В повозках ехали также красивые девушки, дети и искусные мастера: плотники, каменотесы, скульпторы, строители, инкрустаторы, ювелиры, оружейники, кузнецы, ткачи, гончары, виноделы и пивовары...
Крепких молодых мужчин гнали пешими, привязав по пять пар к длинным шестам.
Рабы стали так дешевы, что, когда у царского повара кончился перец, он отдал троих за горсть пряностей.
Кони ценились больше. Теперь, когда не было необходимости двигаться спешно и скрытно, на стоянках для лучших коней - и своих, и тех из добытых в Аттане, которые стоили бы прежде более десяти рабов - ставили отдельные шатры, остальных гнали табунами.

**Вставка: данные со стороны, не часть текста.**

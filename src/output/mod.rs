//! Report formatting and display
//!
//! This module provides formatters for the different ways a report is shown:
//! - Detail view for a single file
//! - Tree view for directories
//! - Comparison of two files
//! - JSON output
//!
//! # Module Structure
//!
//! - `config` - Output configuration types
//! - `utils` - Shared helpers (styles, connectors, size and permission text)
//! - `detail` - Labeled detail block
//! - `tree` - Tree formatter
//! - `diff` - Two-file comparison formatter
//! - `json` - JSON output

mod config;
mod detail;
mod diff;
mod json;
mod tree;
mod utils;

use std::io;

use termcolor::{ColorChoice, NoColor, StandardStream};

// Re-export public types and functions
pub use config::OutputConfig;
pub use detail::DetailFormatter;
pub use diff::DiffFormatter;
pub use json::{print_json, to_json};
pub use tree::TreeFormatter;
pub use utils::{TIME_FORMAT, format_size, permission_breakdown, size_breakdown};

/// Line printed between the reports of consecutive paths.
pub fn separator() -> String {
    "─".repeat(80)
}

/// How a walk result is presented. Chosen by [`crate::inspect`].
#[derive(Debug, Clone, Copy, PartialEq, Eq)]
pub enum View {
    /// Labeled block for a single non-directory entry
    Detail,
    Tree,
}

/// Run a writer against an uncolored buffer and return the text.
fn render_plain<F>(write: F) -> String
where
    F: FnOnce(&mut NoColor<Vec<u8>>) -> io::Result<()>,
{
    let mut buffer = NoColor::new(Vec::new());
    // Writes into a Vec cannot fail
    let _ = write(&mut buffer);
    String::from_utf8_lossy(&buffer.into_inner()).into_owned()
}

fn stdout_stream(use_color: bool) -> StandardStream {
    let choice = if use_color {
        ColorChoice::Always
    } else {
        ColorChoice::Never
    };
    StandardStream::stdout(choice)
}
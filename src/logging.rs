//! Diagnostic logging setup
//!
//! Logs go to stderr so they never mix with the report on stdout.
//! `FINFO_LOG` takes an `EnvFilter` directive and wins over `--verbose`.

use tracing_subscriber::{EnvFilter, fmt};

/// Environment variable holding the log filter directive.
pub const LOG_ENV: &str = "FINFO_LOG";

/// Pick the filter directive: environment first, then verbosity.
pub fn filter_directive(env_value: Option<&str>, verbose: bool) -> String {
    match env_value.map(str::trim) {
        Some(value) if !value.is_empty() => value.to_string(),
        _ if verbose => "debug".to_string(),
        _ => "warn".to_string(),
    }
}

/// Install the global subscriber. Safe to call more than once.
pub fn init_logging(verbose: bool) {
    let env_value = std::env::var(LOG_ENV).ok();
    let directive = filter_directive(env_value.as_deref(), verbose);

    let filter = EnvFilter::try_new(&directive).unwrap_or_else(|_| EnvFilter::new("warn"));

    let _ = fmt()
        .with_env_filter(filter)
        .with_writer(std::io::stderr)
        .with_target(false)
        .without_time()
        .try_init();
}
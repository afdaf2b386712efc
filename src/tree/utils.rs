//! Shared utility functions for tree walking

use std::path::Path;

use glob::Pattern;

use super::config::WalkerConfig;

/// Check if a path should be ignored based on its name and the ignore patterns.
pub fn should_ignore_path(path: &Path, ignore_patterns: &[String]) -> bool {
    let name = path
        .file_name()
        .map(|s| s.to_string_lossy().to_string())
        .unwrap_or_default();

    ignore_patterns
        .iter()
        .any(|pattern| name == *pattern || glob_match(pattern, &name))
}

/// Match a glob pattern against a name.
pub fn glob_match(pattern: &str, name: &str) -> bool {
    Pattern::new(pattern)
        .map(|p| p.matches(name))
        .unwrap_or(false)
}

/// Check if a child entry passes the walker's filters.
///
/// `is_dir` follows symlinks, so a link to a directory counts as a directory.
pub fn should_include_path(path: &Path, is_dir: bool, config: &WalkerConfig) -> bool {
    if should_ignore_path(path, &config.ignore_patterns) {
        return false;
    }
    if is_dir {
        return true;
    }
    if config.dirs_only {
        return false;
    }
    passes_time_filter(path, config)
}

/// Check if a file passes the time filter based on its modification time.
pub fn passes_time_filter(path: &Path, config: &WalkerConfig) -> bool {
    if config.newer_than.is_none() && config.older_than.is_none() {
        return true;
    }

    let mtime = match path.symlink_metadata().and_then(|m| m.modified()) {
        Ok(t) => t,
        Err(_) => return true, // unreadable entries still show up as placeholders
    };

    if let Some(newer) = config.newer_than {
        if mtime < newer {
            return false;
        }
    }

    if let Some(older) = config.older_than {
        if mtime > older {
            return false;
        }
    }

    true
}
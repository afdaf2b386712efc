//! File checksums
//!
//! All digests are computed in a single read of the file.

use std::fs::File;
use std::io::{self, Write};
use std::path::Path;

use md5::Md5;
use serde::Serialize;
use sha2::{Digest, Sha256, Sha512};

/// Lowercase hex digests of one file's contents.
#[derive(Debug, Clone, PartialEq, Eq, Serialize)]
pub struct Checksums {
    pub md5: String,
    pub sha256: String,
    pub sha512: String,
    pub blake3: String,
}

impl Checksums {
    /// `(label, digest)` pairs in display order.
    pub fn labeled(&self) -> [(&'static str, &str); 4] {
        [
            ("MD5", &self.md5),
            ("SHA256", &self.sha256),
            ("SHA512", &self.sha512),
            ("BLAKE3", &self.blake3),
        ]
    }
}

/// Feeds every write into all hashers at once.
struct MultiHasher {
    md5: Md5,
    sha256: Sha256,
    sha512: Sha512,
    blake3: blake3::Hasher,
}

impl MultiHasher {
    fn new() -> Self {
        Self {
            md5: Md5::new(),
            sha256: Sha256::new(),
            sha512: Sha512::new(),
            blake3: blake3::Hasher::new(),
        }
    }

    fn finish(self) -> Checksums {
        Checksums {
            md5: format!("{:x}", self.md5.finalize()),
            sha256: format!("{:x}", self.sha256.finalize()),
            sha512: format!("{:x}", self.sha512.finalize()),
            blake3: self.blake3.finalize().to_hex().to_string(),
        }
    }
}

impl Write for MultiHasher {
    fn write(&mut self, buf: &[u8]) -> io::Result<usize> {
        self.md5.update(buf);
        self.sha256.update(buf);
        self.sha512.update(buf);
        self.blake3.update(buf);
        Ok(buf.len())
    }

    fn flush(&mut self) -> io::Result<()> {
        Ok(())
    }
}

/// Hash a file's contents with every supported algorithm.
pub fn hash_file(path: &Path) -> io::Result<Checksums> {
    let mut file = File::open(path)?;
    let mut hasher = MultiHasher::new();
    io::copy(&mut file, &mut hasher)?;
    Ok(hasher.finish())
}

Также гнали стада черно-желтых, с широко развернутыми рогами аттанских коров, тонкорунных и курдючных овец, черных коз, косматых верблюдов и ослов.
Между гружеными повозками и вереницами пленников неторопливые волы тащили кибитку, крытую коврами снаружи, убранную изнутри дорогими тканями, украшенными вышивкой поистине бесценной.
Отряд стражников бдительно охранял кибитку, не убирая мечей в ножны.
На остановках из-за полога высовывалась голова, украшенная пучком волос на затылке, и тонким сварливым голосом отдавала приказания рабам, спешившим принести свежую воду в серебряных кувшинах с журавлиными шеями, подносы, нагруженные всевозможной снедью, редкие и дорогие диковинки из подарков царя.